-- DATA FOR ANALYSIS --

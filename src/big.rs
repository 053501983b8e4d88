//! Big block tier: mid-size requests sliced from one shared chunk-sized region.
//!
//! Same shape as the arena path, but with a single slot behind its own lock,
//! separate from the global lock so small and big allocations do not contend.

use core::{
  mem::size_of,
  ptr::{self, NonNull},
  sync::atomic::Ordering,
};

use crate::{
  block::{Cursor, ReallocHint},
  error::{Error, Result},
  heap::Heap,
  layout::{BigHeader, ChunkHeader, RegionKind},
  pages::PageSource,
};

pub(crate) struct BigSlot {
  /// Current big block; the slot owns one of its references.
  pub(crate) block: Option<NonNull<BigHeader>>,
  pub(crate) cursor: Cursor,
}

unsafe impl Send for BigSlot {}

impl BigSlot {
  pub(crate) const fn new() -> Self {
    Self {
      block: None,
      cursor: Cursor { last_pos: None },
    }
  }
}

impl<P: PageSource> Heap<P> {
  /// A fresh big block with `refs == 1`, from the chunk cache or the page source.
  fn big_new(&self) -> Option<NonNull<BigHeader>> {
    let cached = self.pool.lock().cache.pop();
    let region = match cached {
      Some(region) => {
        // Clear whatever chunk header the region carried; big data starts inside it.
        unsafe { ptr::write_bytes(region.as_ptr(), 0, size_of::<ChunkHeader>()) };
        region
      }
      None => self.region_reserve()?,
    };

    let big = region.cast::<BigHeader>();
    unsafe { (&raw mut (*big.as_ptr()).marker).write(RegionKind::Big.marker()) };
    let hdr = unsafe { big.as_ref() };
    hdr.refs.store(1, Ordering::Relaxed);
    hdr.pos.store(self.geo.big_start, Ordering::Relaxed);
    Some(big)
  }

  fn big_scrub(&self, big: NonNull<BigHeader>) {
    let hdr = unsafe { big.as_ref() };
    let used = hdr.pos.load(Ordering::Relaxed);
    let start = self.geo.big_start;
    self.scrub(big.as_ptr().cast(), start, used, self.geo.units_per_chunk);
    hdr.pos.store(start, Ordering::Relaxed);
  }

  /// Drops one reference from a big block; the last one caches or releases it.
  pub(crate) fn big_free(&self, big: NonNull<BigHeader>) {
    let hdr = unsafe { big.as_ref() };
    let prev = hdr.refs.fetch_sub(1, Ordering::AcqRel);
    debug_assert!(
      prev >= 1 && prev as usize <= self.geo.units_per_chunk as usize + 1,
      "big_free: refs {prev} out of range (double free?)"
    );
    if prev != 1 {
      return;
    }

    self.big_scrub(big);
    let region = big.cast::<u8>();
    let cached = self.pool.lock().cache.push(region);
    if !cached {
      self.region_release(region);
    }
  }

  /// Slices `size` bytes from the shared big block.
  pub(crate) fn big_slice(&self, size: usize, hint: Option<ReallocHint>) -> Result<NonNull<u8>> {
    let units = self.geo.units_for(size) as u32;
    let limit = self.geo.units_per_chunk;
    let mut slot = self.big.lock();

    loop {
      let big = match slot.block {
        Some(big) => big,
        None => {
          let big = self.big_new().ok_or(Error::OutOfMemory { requested: size })?;
          slot.block = Some(big);
          slot.cursor = Cursor::default();
          big
        }
      };

      let hdr = unsafe { big.as_ref() };
      let prior = hdr.refs.fetch_add(1, Ordering::Acquire);
      let mut pos = hdr.pos.load(Ordering::Relaxed);
      if prior == 1 && pos != self.geo.big_start {
        self.big_scrub(big);
        pos = self.geo.big_start;
        slot.cursor = Cursor::default();
      }

      if let (Some(hint), Some(last)) = (hint, slot.cursor.last_pos)
        && self.geo.big_ptr(big, last) == hint.ptr.as_ptr()
        && last + units <= limit
      {
        hdr.refs.fetch_sub(1, Ordering::Relaxed);
        self.resize_tail(hint, last, pos);
        hdr.pos.store(last + units, Ordering::Relaxed);
        return Ok(hint.ptr);
      }

      if pos + units <= limit {
        hdr.pos.store(pos + units, Ordering::Relaxed);
        slot.cursor.last_pos = Some(pos);
        return NonNull::new(self.geo.big_ptr(big, pos)).ok_or(Error::OutOfMemory { requested: size });
      }

      let fresh = self.big_new();
      hdr.refs.fetch_sub(1, Ordering::Release);
      let Some(fresh) = fresh else {
        return Err(Error::OutOfMemory { requested: size });
      };
      slot.block = Some(fresh);
      slot.cursor = Cursor::default();
      self.big_free(big);
    }
  }
}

-- EXERCISE OBJECTIVE --
Retype only the lines running from the top of the listing to the line that holds "start, used, self.geo.units_per_chunk);", both ends included.

-- PROBLEM SOLUTION --
filename src/big.rs
repository 053501983b8e4d88
//! Big block tier: mid-size requests sliced from one shared chunk-sized region.
//!
//! Same shape as the arena path, but with a single slot behind its own lock,
//! separate from the global lock so small and big allocations do not contend.

use core::{
  mem::size_of,
  ptr::{self, NonNull},
  sync::atomic::Ordering,
};

use crate::{
  block::{Cursor, ReallocHint},
  error::{Error, Result},
  heap::Heap,
  layout::{BigHeader, ChunkHeader, RegionKind},
  pages::PageSource,
};

pub(crate) struct BigSlot {
  /// Current big block; the slot owns one of its references.
  pub(crate) block: Option<NonNull<BigHeader>>,
  pub(crate) cursor: Cursor,
}

unsafe impl Send for BigSlot {}

impl BigSlot {
  pub(crate) const fn new() -> Self {
    Self {
      block: None,
      cursor: Cursor { last_pos: None },
    }
  }
}

impl<P: PageSource> Heap<P> {
  /// A fresh big block with `refs == 1`, from the chunk cache or the page source.
  fn big_new(&self) -> Option<NonNull<BigHeader>> {
    let cached = self.pool.lock().cache.pop();
    let region = match cached {
      Some(region) => {
        // Clear whatever chunk header the region carried; big data starts inside it.
        unsafe { ptr::write_bytes(region.as_ptr(), 0, size_of::<ChunkHeader>()) };
        region
      }
      None => self.region_reserve()?,
    };

    let big = region.cast::<BigHeader>();
    unsafe { (&raw mut (*big.as_ptr()).marker).write(RegionKind::Big.marker()) };
    let hdr = unsafe { big.as_ref() };
    hdr.refs.store(1, Ordering::Relaxed);
    hdr.pos.store(self.geo.big_start, Ordering::Relaxed);
    Some(big)
  }

  fn big_scrub(&self, big: NonNull<BigHeader>) {
    let hdr = unsafe { big.as_ref() };
    let used = hdr.pos.load(Ordering::Relaxed);
    let start = self.geo.big_start;
    self.scrub(big.as_ptr().cast(), start, used, self.geo.units_per_chunk);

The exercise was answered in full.